Action item ::
The lines from the first line of the entries through the line containing "use super::engine::DistributionFamily;" are to be repeated exactly, with both of those lines included.

The data ::

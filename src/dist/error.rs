//! Error types for the statistical core.
//!
//! Every out-of-range input is rejected with a `Validation` error naming the
//! offending field and the violated bound; the engines never clamp or coerce
//! values and never surface a NaN for bad input.

use thiserror::Error;

use super::engine::DistributionFamily;

/// Errors produced by the distribution engines, the model selector, and the
/// distribution factory.
#[derive(Debug, Error)]
pub enum DistError {
    /// An input parameter is out of range.
    ///
    /// `field` holds the short parameter name (`"n"`, `"p"`, `"x"`, `"N"`,
    /// `"K"`); `message` spells out the violated bound.
    #[error("{message}")]
    Validation {
        /// Short name of the offending parameter
        field: &'static str,
        /// Human-readable description of the violated bound
        message: String,
    },

    /// A distribution family name was not found in the factory registry.
    #[error("distribution '{name}' is not available. Options: {available}")]
    UnknownDistribution {
        /// The name that was looked up
        name: String,
        /// Comma-separated list of registered names
        available: String,
    },

    /// An engine received calculation inputs for a different family.
    #[error("the {expected} engine received {got} parameters")]
    MismatchedInputs {
        /// Family of the engine that was invoked
        expected: DistributionFamily,
        /// Family of the inputs it was handed
        got: DistributionFamily,
    },
}

impl DistError {
    /// Shorthand for a `Validation` error.
    pub(crate) fn validation(field: &'static str, message: impl Into<String>) -> Self {
        DistError::Validation {
            field,
            message: message.into(),
        }
    }

    /// The short parameter name for validation errors, if applicable.
    pub fn field(&self) -> Option<&'static str> {
        match self {
            DistError::Validation { field, .. } => Some(field),
            _ => None,
        }
    }
}

#[cfg(test)]
mod tests {
    use super::*;

    #[test]
    fn test_validation_display_is_message_only() {
        let err = DistError::validation("n", "sample size (n) must be greater than 0");
        assert_eq!(err.to_string(), "sample size (n) must be greater than 0");
        assert_eq!(err.field(), Some("n"));
    }

    #[test]
    fn test_unknown_distribution_lists_options() {
        let err = DistError::UnknownDistribution {
            name: "poisson".to_string(),
            available: "binomial, hypergeometric".to_string(),
        };
        assert_eq!(
            err.to_string(),
            "distribution 'poisson' is not available. Options: binomial, hypergeometric"
        );
    }

    #[test]
    fn test_mismatched_inputs_display() {
        let err = DistError::MismatchedInputs {
            expected: DistributionFamily::Binomial,
            got: DistributionFamily::Hypergeometric,
        };
        assert_eq!(
            err.to_string(),
            "the Binomial engine received Hypergeometric parameters"
        );
        assert_eq!(err.field(), None);
    }
}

Solution to this task ::
filename src/dist/error.rs
//! Error types for the statistical core.
//!
//! Every out-of-range input is rejected with a `Validation` error naming the
//! offending field and the violated bound; the engines never clamp or coerce
//! values and never surface a NaN for bad input.

use thiserror::Error;

use super::engine::DistributionFamily;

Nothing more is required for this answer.